Assigned task:
Every line that contains "SampleBatch" must be located and copied from the data.

(Saved entries)
|---|

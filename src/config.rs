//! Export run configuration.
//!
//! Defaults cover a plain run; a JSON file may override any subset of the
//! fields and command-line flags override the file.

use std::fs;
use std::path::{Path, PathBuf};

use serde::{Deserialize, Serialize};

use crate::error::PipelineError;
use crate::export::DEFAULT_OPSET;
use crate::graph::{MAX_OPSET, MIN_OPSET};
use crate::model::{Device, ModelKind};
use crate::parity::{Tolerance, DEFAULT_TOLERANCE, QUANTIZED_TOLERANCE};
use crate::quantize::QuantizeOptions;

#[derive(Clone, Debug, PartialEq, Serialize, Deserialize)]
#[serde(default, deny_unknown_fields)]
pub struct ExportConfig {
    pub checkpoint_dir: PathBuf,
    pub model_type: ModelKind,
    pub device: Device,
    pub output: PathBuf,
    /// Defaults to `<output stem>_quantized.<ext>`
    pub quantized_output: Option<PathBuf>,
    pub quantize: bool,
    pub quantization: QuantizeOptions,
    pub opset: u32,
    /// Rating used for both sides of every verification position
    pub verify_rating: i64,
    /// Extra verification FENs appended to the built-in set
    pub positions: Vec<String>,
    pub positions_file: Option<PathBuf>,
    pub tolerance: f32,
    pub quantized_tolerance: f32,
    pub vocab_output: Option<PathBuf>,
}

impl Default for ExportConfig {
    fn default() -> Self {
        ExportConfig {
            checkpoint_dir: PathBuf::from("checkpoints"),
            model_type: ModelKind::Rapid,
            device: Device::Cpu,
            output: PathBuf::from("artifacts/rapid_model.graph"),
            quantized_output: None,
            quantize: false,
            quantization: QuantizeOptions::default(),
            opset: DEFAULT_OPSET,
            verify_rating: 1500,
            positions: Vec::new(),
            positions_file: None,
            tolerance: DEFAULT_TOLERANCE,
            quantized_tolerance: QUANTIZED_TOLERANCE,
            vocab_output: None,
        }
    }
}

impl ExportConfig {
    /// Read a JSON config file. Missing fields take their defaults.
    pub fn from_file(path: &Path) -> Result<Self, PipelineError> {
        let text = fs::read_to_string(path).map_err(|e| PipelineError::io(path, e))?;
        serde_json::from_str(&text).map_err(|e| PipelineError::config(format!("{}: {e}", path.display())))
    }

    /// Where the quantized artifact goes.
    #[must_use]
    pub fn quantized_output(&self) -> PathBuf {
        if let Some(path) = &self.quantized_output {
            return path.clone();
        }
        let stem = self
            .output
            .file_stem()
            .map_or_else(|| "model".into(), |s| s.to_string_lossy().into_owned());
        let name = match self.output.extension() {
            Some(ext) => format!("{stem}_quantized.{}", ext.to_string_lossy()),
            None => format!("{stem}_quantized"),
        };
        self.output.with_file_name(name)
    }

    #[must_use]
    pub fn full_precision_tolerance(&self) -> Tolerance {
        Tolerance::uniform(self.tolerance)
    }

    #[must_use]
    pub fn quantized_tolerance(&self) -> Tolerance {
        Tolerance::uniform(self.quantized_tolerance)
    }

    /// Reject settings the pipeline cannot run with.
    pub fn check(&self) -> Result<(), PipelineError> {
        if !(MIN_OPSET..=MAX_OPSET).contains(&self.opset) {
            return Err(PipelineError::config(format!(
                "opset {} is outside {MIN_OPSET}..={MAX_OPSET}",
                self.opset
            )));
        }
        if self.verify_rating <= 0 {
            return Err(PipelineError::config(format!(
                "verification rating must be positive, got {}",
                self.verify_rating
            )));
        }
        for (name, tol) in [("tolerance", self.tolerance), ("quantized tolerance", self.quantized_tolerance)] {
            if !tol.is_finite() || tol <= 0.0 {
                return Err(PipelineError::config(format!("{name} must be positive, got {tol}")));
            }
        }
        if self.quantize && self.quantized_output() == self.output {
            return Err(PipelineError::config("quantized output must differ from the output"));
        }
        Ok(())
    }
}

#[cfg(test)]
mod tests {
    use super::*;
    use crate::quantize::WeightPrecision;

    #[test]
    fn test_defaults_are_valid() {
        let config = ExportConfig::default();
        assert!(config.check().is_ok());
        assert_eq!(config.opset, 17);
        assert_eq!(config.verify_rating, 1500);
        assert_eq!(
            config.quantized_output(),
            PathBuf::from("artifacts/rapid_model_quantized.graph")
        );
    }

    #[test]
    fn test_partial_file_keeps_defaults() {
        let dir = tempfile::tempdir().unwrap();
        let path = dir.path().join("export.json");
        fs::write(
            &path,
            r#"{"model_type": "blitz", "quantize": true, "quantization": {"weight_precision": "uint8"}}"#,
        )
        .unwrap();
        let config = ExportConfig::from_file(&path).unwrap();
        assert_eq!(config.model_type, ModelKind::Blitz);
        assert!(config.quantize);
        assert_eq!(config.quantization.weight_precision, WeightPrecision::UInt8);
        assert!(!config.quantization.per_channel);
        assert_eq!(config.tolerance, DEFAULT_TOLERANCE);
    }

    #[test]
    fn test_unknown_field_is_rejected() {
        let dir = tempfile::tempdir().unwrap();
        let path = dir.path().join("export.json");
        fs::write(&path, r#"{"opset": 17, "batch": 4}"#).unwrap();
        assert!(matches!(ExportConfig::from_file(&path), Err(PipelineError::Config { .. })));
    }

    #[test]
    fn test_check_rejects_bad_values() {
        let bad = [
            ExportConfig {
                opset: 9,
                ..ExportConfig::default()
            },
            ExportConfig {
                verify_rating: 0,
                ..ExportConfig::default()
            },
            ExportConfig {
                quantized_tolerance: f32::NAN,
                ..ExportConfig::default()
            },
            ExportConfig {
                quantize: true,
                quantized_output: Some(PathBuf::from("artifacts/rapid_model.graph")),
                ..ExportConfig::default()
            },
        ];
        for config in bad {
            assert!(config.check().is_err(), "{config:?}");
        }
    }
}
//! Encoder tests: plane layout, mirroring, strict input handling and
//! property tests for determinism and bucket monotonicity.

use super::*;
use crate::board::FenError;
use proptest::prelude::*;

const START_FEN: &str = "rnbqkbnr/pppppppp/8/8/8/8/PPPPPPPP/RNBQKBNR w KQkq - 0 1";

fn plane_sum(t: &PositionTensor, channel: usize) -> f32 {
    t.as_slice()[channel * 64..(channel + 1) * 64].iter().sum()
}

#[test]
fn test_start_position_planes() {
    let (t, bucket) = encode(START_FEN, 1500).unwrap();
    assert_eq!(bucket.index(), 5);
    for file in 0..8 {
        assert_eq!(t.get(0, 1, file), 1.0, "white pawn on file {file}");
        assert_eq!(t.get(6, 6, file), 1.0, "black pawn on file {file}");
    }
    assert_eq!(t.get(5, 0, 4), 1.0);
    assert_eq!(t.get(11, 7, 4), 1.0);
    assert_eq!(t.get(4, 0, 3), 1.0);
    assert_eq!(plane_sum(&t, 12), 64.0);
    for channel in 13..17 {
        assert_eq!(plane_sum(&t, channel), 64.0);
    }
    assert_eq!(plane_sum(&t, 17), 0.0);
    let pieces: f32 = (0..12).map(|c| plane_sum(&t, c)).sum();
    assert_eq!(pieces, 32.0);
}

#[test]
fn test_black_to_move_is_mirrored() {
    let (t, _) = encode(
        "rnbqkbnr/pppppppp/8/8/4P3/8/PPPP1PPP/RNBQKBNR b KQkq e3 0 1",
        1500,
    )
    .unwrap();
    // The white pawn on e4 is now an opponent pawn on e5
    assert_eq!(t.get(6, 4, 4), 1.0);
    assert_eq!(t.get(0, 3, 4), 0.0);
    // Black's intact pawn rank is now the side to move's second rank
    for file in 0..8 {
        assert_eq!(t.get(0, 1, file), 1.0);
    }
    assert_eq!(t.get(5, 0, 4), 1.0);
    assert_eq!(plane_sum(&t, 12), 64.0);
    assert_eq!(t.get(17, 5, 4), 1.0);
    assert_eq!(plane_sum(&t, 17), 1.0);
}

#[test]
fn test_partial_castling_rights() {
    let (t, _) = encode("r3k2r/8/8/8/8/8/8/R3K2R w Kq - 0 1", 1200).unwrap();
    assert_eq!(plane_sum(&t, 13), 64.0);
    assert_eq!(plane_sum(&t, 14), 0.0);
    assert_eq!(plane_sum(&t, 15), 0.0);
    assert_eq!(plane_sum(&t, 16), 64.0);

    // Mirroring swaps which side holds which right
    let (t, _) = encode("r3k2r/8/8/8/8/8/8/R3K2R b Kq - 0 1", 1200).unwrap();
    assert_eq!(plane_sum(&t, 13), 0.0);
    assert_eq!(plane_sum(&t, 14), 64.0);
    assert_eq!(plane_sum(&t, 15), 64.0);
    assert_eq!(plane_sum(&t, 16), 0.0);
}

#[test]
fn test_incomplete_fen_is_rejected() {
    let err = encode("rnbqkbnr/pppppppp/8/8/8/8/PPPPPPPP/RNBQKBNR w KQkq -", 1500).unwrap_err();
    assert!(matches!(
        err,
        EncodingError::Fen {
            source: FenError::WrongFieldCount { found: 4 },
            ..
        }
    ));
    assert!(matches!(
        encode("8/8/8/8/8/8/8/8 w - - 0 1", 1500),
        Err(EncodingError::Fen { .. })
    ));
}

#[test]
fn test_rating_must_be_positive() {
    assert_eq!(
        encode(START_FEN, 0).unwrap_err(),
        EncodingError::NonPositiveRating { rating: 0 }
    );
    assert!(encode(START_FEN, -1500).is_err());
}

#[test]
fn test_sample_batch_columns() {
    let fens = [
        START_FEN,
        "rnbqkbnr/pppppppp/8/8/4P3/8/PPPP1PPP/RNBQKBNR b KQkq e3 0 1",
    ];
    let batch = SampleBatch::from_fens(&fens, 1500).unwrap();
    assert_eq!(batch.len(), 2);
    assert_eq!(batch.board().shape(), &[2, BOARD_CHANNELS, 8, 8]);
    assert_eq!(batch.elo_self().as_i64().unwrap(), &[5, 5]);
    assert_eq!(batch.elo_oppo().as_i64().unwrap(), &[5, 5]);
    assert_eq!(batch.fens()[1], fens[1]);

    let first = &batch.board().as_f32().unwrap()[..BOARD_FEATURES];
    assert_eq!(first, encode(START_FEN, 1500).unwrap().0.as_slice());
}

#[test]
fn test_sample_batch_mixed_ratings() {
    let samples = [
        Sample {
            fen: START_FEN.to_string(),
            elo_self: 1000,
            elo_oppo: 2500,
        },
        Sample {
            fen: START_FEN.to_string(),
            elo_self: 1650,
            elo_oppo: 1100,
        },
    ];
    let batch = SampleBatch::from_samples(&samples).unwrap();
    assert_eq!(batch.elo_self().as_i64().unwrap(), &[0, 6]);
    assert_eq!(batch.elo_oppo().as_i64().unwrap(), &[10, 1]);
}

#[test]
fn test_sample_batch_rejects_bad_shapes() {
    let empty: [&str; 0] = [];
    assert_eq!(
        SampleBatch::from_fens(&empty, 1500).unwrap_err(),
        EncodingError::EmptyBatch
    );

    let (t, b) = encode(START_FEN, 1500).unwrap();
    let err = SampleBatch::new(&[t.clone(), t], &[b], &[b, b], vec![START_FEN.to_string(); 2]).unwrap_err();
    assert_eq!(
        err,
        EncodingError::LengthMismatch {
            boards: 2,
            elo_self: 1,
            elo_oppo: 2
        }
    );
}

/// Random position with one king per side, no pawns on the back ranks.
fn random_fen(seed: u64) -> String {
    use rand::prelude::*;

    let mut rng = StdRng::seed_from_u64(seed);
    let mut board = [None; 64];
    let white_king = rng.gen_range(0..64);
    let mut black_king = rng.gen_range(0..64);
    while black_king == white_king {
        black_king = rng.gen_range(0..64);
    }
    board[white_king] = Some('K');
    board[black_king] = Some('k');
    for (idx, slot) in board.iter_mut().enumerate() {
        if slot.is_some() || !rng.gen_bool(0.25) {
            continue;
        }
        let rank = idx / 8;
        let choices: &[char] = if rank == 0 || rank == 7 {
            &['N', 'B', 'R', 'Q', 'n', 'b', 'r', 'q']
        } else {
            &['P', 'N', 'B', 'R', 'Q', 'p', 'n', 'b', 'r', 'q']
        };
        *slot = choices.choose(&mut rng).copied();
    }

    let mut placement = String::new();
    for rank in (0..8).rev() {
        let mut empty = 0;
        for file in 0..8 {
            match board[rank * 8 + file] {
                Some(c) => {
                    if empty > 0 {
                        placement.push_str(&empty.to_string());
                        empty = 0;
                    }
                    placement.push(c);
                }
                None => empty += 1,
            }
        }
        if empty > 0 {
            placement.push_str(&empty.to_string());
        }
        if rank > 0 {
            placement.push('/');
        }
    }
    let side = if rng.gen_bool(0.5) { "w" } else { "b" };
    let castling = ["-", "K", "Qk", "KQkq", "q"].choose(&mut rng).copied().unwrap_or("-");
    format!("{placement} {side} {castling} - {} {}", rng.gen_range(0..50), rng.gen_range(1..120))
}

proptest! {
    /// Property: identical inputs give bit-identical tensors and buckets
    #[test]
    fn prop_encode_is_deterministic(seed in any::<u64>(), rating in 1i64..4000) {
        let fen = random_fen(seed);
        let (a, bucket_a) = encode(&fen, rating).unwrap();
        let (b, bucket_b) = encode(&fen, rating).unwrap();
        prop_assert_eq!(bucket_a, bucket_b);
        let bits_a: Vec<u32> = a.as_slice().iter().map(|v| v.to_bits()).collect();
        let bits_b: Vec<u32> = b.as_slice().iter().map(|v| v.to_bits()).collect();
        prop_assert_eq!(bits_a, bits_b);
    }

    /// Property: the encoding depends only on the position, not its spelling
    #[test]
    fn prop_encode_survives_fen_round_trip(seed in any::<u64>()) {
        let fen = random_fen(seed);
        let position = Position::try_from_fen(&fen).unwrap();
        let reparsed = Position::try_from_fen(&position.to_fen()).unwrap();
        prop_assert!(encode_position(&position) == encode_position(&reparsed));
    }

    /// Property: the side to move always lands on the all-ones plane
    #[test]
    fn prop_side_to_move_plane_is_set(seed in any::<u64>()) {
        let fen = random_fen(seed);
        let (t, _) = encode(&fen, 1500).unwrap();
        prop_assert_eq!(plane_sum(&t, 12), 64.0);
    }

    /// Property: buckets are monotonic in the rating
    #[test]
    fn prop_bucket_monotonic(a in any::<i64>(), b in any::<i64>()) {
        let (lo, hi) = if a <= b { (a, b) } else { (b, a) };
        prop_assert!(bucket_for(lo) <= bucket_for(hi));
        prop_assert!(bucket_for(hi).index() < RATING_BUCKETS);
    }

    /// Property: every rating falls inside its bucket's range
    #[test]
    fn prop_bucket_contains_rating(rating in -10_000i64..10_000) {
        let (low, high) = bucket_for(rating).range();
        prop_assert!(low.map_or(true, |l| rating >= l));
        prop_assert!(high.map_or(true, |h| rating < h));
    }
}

|---|

Exercise response:
    let batch = SampleBatch::from_fens(&fens, 1500).unwrap();
    let batch = SampleBatch::from_samples(&samples).unwrap();
        SampleBatch::from_fens(&empty, 1500).unwrap_err(),
    let err = SampleBatch::new(&[t.clone(), t], &[b], &[b, b], vec![START_FEN.to_string(); 2]).unwrap_err();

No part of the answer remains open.